Skip to main content
Dryad

Data from: Adaptive estimation for epidemic renewal and phylogenetic skyline models

Cite this dataset

Parag, Kris Varun; Donnelly, Christl Ann (2020). Data from: Adaptive estimation for epidemic renewal and phylogenetic skyline models [Dataset]. Dryad. https://doi.org/10.5061/dryad.mpg4f4qv6

Abstract

Estimating temporal changes in a target population from phylogenetic or count data is an important problem in ecology and epidemiology. Reliable estimates can provide key insights into the climatic and biological drivers influencing the diversity or structure of that population and evidence hypotheses concerning its future growth or decline. In infectious disease applications, the individuals infected across an epidemic form the target population. The renewal model estimates the effective reproduction number, R, of the epidemic from counts of observed incident cases.
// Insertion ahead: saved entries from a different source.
// ---------------------------------------------------------------------------
// Tests
// ---------------------------------------------------------------------------

#[cfg(test)]
mod tests {
    use super::*;
    use crate::{propagation::HelixPropagator, testutil::ToyTrack};
    use approx::assert_abs_diff_eq;
    use tpc_detector::{DetectorGeometry, NoCorrection, TpcGeometry};

    fn event(geo: &TpcGeometry, prop: &HelixPropagator, t0: f64) -> Event {
        let toys = [
            ToyTrack::new(1.0, 0.4, 0.3, 1, 0.0),
            ToyTrack::new(0.8, 2.1, -0.2, -1, 0.0),
            ToyTrack::new(2.5, -1.2, 0.6, 1, 0.0),
            ToyTrack::new(1.5, -2.8, -0.5, -1, 0.0),
        ];
        Event {
            id: 7,
            vertex: [0.0; 3],
            t0,
            tracks: toys
                .iter()
                .map(|toy| {
                    let clusters = toy.clusters(geo, prop, t0);
                    TrackCandidate {
                        truth: toy.truth(),
                        distorted_clusters: clusters.clone(),
                        clusters,
                    }
                })
                .collect(),
        }
    }

    #[test]
    fn event_reconstruction_finds_tracks_and_vertex() {
        let geo = TpcGeometry::default();
        let prop = HelixPropagator::default();
        let providers = Providers {
            geometry: &geo,
            correction: &NoCorrection,
            propagator: &prop,
        };
        let reco = Reconstruction::new(ReconstructionConfig::default(), providers);
        let ev = event(&geo, &prop, 4.0);
        let out = reco.process_event(&ev, None).unwrap();

        assert_eq!(out.tracks.len(), 4);
        for (i, t) in out.tracks.iter().enumerate() {
            assert_eq!(t.candidate, i);
            assert_abs_diff_eq!(t.time0.unwrap(), 4.0, epsilon = 1e-3);
            let fit = t.fit.as_ref().unwrap();
            assert!(fit.is_complete(), "{fit:?}");
        }
        let vertex = out.vertex.unwrap();
        assert_eq!(out.vertex_contributors, vec![true; 4]);
        assert_eq!(vertex.ndf, 5);
        assert_abs_diff_eq!(vertex.position.z, 0.0, epsilon = 1e-3);
    }

    #[test]
    fn parallel_and_sequential_agree() {
        let geo = TpcGeometry::default();
        let prop = HelixPropagator::default();
        let providers = Providers {
            geometry: &geo,
            correction: &NoCorrection,
            propagator: &prop,
        };
        let ev = event(&geo, &prop, 1.0);
        let par = Reconstruction::new(ReconstructionConfig::default(), providers)
            .process_event(&ev, None)
            .unwrap();
        let seq = Reconstruction::new(
            ReconstructionConfig {
                parallel: false,
                ..ReconstructionConfig::default()
            },
            providers,
        )
        .process_event(&ev, None)
        .unwrap();
        assert_eq!(par.tracks, seq.tracks);
    }

    #[test]
    fn short_candidate_is_recorded_not_fatal() {
        let geo = TpcGeometry::default();
        let prop = HelixPropagator::default();
        let providers = Providers {
            geometry: &geo,
            correction: &NoCorrection,
            propagator: &prop,
        };
        let mut ev = event(&geo, &prop, 0.0);
        ev.tracks[1].clusters.truncate(2);
        let out = Reconstruction::new(ReconstructionConfig::default(), providers)
            .process_event(&ev, None)
            .unwrap();
        assert!(out.tracks[1].seed.is_none());
        assert!(out.tracks[1].failure.as_deref().unwrap_or("").contains("insufficient"));
        assert_eq!(out.vertex_candidates, vec![0, 2, 3]);
    }

    #[test]
    fn index_following_mode_runs_end_to_end() {
        let geo = TpcGeometry::default();
        let prop = HelixPropagator::default();
        let providers = Providers {
            geometry: &geo,
            correction: &NoCorrection,
            propagator: &prop,
        };
        let config = ReconstructionConfig {
            follow_in_index: true,
            ..ReconstructionConfig::default()
        };
        let ev = event(&geo, &prop, 2.0);
        let out = Reconstruction::new(config, providers).process_event(&ev, None).unwrap();
        for (t, candidate) in out.tracks.iter().zip(&ev.tracks) {
            let fit = t.fit.as_ref().unwrap();
            assert!(fit.reached_reference);
            assert!(2 * fit.n_updates >= candidate.clusters.len(), "{fit:?}");
        }
    }

    #[test]
    fn c_side_event_keeps_every_track() {
        let geo = TpcGeometry::default();
        let prop = HelixPropagator::default();
        let providers = Providers {
            geometry: &geo,
            correction: &NoCorrection,
            propagator: &prop,
        };
        let vz = -6.0;
        let t0 = 3.0;
        let toys = [
            ToyTrack::new(1.0, 0.4, -0.3, 1, vz),
            ToyTrack::new(0.8, 2.1, -0.2, -1, vz),
            ToyTrack::new(2.5, -1.2, -0.6, 1, vz),
        ];
        let ev = Event {
            id: 9,
            vertex: [0.0, 0.0, vz],
            t0,
            tracks: toys
                .iter()
                .map(|toy| {
                    let clusters = toy.clusters(&geo, &prop, t0);
                    TrackCandidate {
                        truth: toy.truth(),
                        distorted_clusters: clusters.clone(),
                        clusters,
                    }
                })
                .collect(),
        };
        let config = ReconstructionConfig {
            ideal_tracking: true,
            ..ReconstructionConfig::default()
        };
        let out = Reconstruction::new(config, providers).process_event(&ev, None).unwrap();

        for t in &out.tracks {
            // vz seen through the C-side drift direction
            assert_abs_diff_eq!(t.time0.unwrap(), t0 + vz / geo.drift_velocity(), epsilon = 1e-3);
            let fit = t.fit.as_ref().unwrap();
            assert!(fit.is_complete(), "{fit:?}");
            assert_abs_diff_eq!(fit.track.z(), vz, epsilon = 1e-3);
        }
        assert_eq!(out.vertex_contributors, vec![true; 3]);
        assert_abs_diff_eq!(out.vertex.unwrap().position.z, vz, epsilon = 1e-3);
    }
}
The skyline model infers the effective population size, N, underlying a phylogeny of sequences sampled from that epidemic. Practically, R measures ongoing epidemic growth while N informs on historical caseload. While both models solve distinct problems, the reliability of their estimates depends on p-dimensional piecewise-constant functions. If p is misspecified, the model might underfit significant changes or overfit noise and promote a spurious understanding of the epidemic, which might misguide intervention policies or misinform forecasts. Surprisingly, no transparent yet principled approach for optimising p exists. Usually, p is heuristically set, or obscurely controlled via complex algorithms. We present a computable and interpretable p-selection method based on the minimum description length (MDL) formalism of information theory. Unlike many standard model selection techniques, MDL accounts for the additional statistical complexity induced by how parameters interact. As a result, our method optimises p so that R and N estimates properly and meaningfully adapt to available data. It also outperforms comparable Akaike and Bayesian information criteria on several classification problems, given minimal knowledge of the parameter space, and exposes statistical similarities among renewal, skyline and other models in biology. Rigorous and interpretable model selection is necessary if trustworthy and justifiable conclusions are to be drawn from piecewise models.